INSTRUCTIONS FOR THE TASK:
Determine how many lines of the data include the word "LocalClock", and write only that number.

Collected data
========================================

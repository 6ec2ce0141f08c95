//! Periodic tone playback.
//!
//! A [`Scheduler`] is turned into a running worker thread by
//! [`Scheduler::start`]. The worker owns the audio output and wakes once per
//! period; cancellation arrives over a channel held by the returned
//! [`SchedulerHandle`], so shutdown always cancels, joins the worker and only
//! then releases the output device.

pub mod clock;
pub mod window;

use crate::audio::tone::Tone;
use crate::audio::{AudioError, ToneOutput};
use crate::config::Config;
use crate::constants::{PLAYBACK_VOLUME, SCHEDULER_THREAD_NAME};
use clock::{Clock, LocalClock};
use log::{debug, error, info, warn};
use parking_lot::Mutex;
use std::sync::mpsc::{self, Receiver, RecvTimeoutError, Sender};
use std::sync::Arc;
use std::thread::{self, JoinHandle};
use std::time::{Duration, Instant};
use thiserror::Error;
use window::{TimeOfDay, TimeWindow};

#[derive(Error, Debug)]
pub enum SchedulerError {
    #[error(transparent)]
    Audio(#[from] AudioError),

    #[error("failed to spawn scheduler thread: {0}")]
    Spawn(#[from] std::io::Error),

    #[error("scheduler thread exited before the audio output was ready")]
    WorkerExited,
}

/// What happened on a single tick.
#[derive(Debug, Clone, Copy, PartialEq, Eq)]
pub enum TickOutcome {
    Played,
    OutsideWindow,
    Failed,
}

/// Running totals of tick outcomes.
#[derive(Debug, Clone, Copy, Default, PartialEq, Eq)]
pub struct TickStats {
    pub played: u64,
    pub skipped: u64,
    pub failed: u64,
}

impl TickStats {
    pub fn record(&mut self, outcome: TickOutcome) {
        match outcome {
            TickOutcome::Played => self.played += 1,
            TickOutcome::OutsideWindow => self.skipped += 1,
            TickOutcome::Failed => self.failed += 1,
        }
    }

    pub fn ticks(&self) -> u64 {
        self.played + self.skipped + self.failed
    }
}

pub struct Scheduler {
    period: Duration,
    window: Option<TimeWindow>,
    tone: Tone,
    volume: f32,
    clock: Box<dyn Clock>,
}

impl Scheduler {
    /// `window` of None means tones play at any time of day.
    pub fn new(period: Duration, window: Option<TimeWindow>, tone: Tone) -> Self {
        Self {
            period,
            window,
            tone,
            volume: PLAYBACK_VOLUME,
            clock: Box::new(LocalClock),
        }
    }

    pub fn from_config(config: &Config, tone: Tone) -> Self {
        Self::new(config.period(), config.window, tone)
    }

    pub fn with_clock(mut self, clock: impl Clock + 'static) -> Self {
        self.clock = Box::new(clock);
        self
    }

    pub fn period(&self) -> Duration {
        self.period
    }

    /// Run one tick: check the window, then try to play the tone.
    ///
    /// Playback errors are logged and reported as [`TickOutcome::Failed`];
    /// they never propagate.
    pub fn tick(&self, output: &mut dyn ToneOutput) -> TickOutcome {
        if let Some(window) = self.window {
            let now = TimeOfDay::from_naive_time(self.clock.time_of_day());
            if !window.contains(now) {
                info!("Outside working hours ({}). Skipping tone.", window);
                return TickOutcome::OutsideWindow;
            }
        }

        match output.play(&self.tone, self.volume) {
            Ok(()) => {
                info!(
                    "Played tone at {}",
                    self.clock.time_of_day().format("%H:%M:%S")
                );
                TickOutcome::Played
            }
            Err(e) => {
                error!("Error playing {}: {}", self.tone.kind(), e);
                TickOutcome::Failed
            }
        }
    }

    /// Spawn the worker thread and open the audio output on it.
    ///
    /// Blocks until `open_output` has returned so that a missing device is
    /// reported here rather than on the first tick. The first tick fires one
    /// full period after this returns.
    pub fn start<O, F>(self, open_output: F) -> Result<SchedulerHandle, SchedulerError>
    where
        O: ToneOutput + 'static,
        F: FnOnce() -> Result<O, AudioError> + Send + 'static,
    {
        let (cancel_tx, cancel_rx) = mpsc::channel::<()>();
        let (ready_tx, ready_rx) = mpsc::sync_channel::<Result<(), AudioError>>(1);
        let stats = Arc::new(Mutex::new(TickStats::default()));
        let worker_stats = Arc::clone(&stats);

        let thread = thread::Builder::new()
            .name(SCHEDULER_THREAD_NAME.to_string())
            .spawn(move || {
                let mut output = match open_output() {
                    Ok(output) => {
                        let _ = ready_tx.send(Ok(()));
                        output
                    }
                    Err(e) => {
                        let _ = ready_tx.send(Err(e));
                        return;
                    }
                };
                debug!("Scheduler thread started, period {:?}", self.period);
                self.run(&mut output, &cancel_rx, &worker_stats);
                debug!("Scheduler thread exiting");
            })?;

        match ready_rx.recv() {
            Ok(Ok(())) => Ok(SchedulerHandle {
                cancel_tx,
                thread: Some(thread),
                stats,
            }),
            Ok(Err(e)) => {
                let _ = thread.join();
                Err(SchedulerError::Audio(e))
            }
            Err(_) => {
                let _ = thread.join();
                Err(SchedulerError::WorkerExited)
            }
        }
    }

    fn run(
        &self,
        output: &mut dyn ToneOutput,
        cancel_rx: &Receiver<()>,
        stats: &Mutex<TickStats>,
    ) {
        // Deadlines are fixed multiples of the period from start, so time
        // spent inside a tick doesn't push later ticks back.
        let Some(mut next_tick) = next_deadline(Instant::now(), self.period) else {
            warn!(
                "Period {:?} is too long to schedule; waiting for shutdown",
                self.period
            );
            let _ = cancel_rx.recv();
            return;
        };
        loop {
            let wait = next_tick.saturating_duration_since(Instant::now());
            match cancel_rx.recv_timeout(wait) {
                Err(RecvTimeoutError::Timeout) => {
                    let outcome = self.tick(output);
                    stats.lock().record(outcome);
                    let now = Instant::now();
                    next_tick = match next_deadline(next_tick, self.period) {
                        Some(next) if next >= now => next,
                        _ => {
                            warn!("Tick overran its period; resynchronising");
                            match next_deadline(now, self.period) {
                                Some(next) => next,
                                None => {
                                    let _ = cancel_rx.recv();
                                    return;
                                }
                            }
                        }
                    };
                }
                Ok(()) | Err(RecvTimeoutError::Disconnected) => break,
            }
        }
    }
}

/// `from + period`, or None when the result isn't representable as an
/// `Instant` on this platform.
fn next_deadline(from: Instant, period: Duration) -> Option<Instant> {
    from.checked_add(period)
}

/// Control side of a running scheduler.
///
/// Dropping the handle also stops the worker, but without waiting for it.
pub struct SchedulerHandle {
    cancel_tx: Sender<()>,
    thread: Option<JoinHandle<()>>,
    stats: Arc<Mutex<TickStats>>,
}

impl SchedulerHandle {
    pub fn stats(&self) -> TickStats {
        *self.stats.lock()
    }

    /// Cancel the pending wait, join the worker and return the final totals.
    pub fn stop(mut self) -> TickStats {
        let _ = self.cancel_tx.send(());
        if let Some(thread) = self.thread.take() {
            if thread.join().is_err() {
                error!("Scheduler thread panicked");
            }
        }
        self.stats()
    }
}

========================================

ANSWER BOX:
2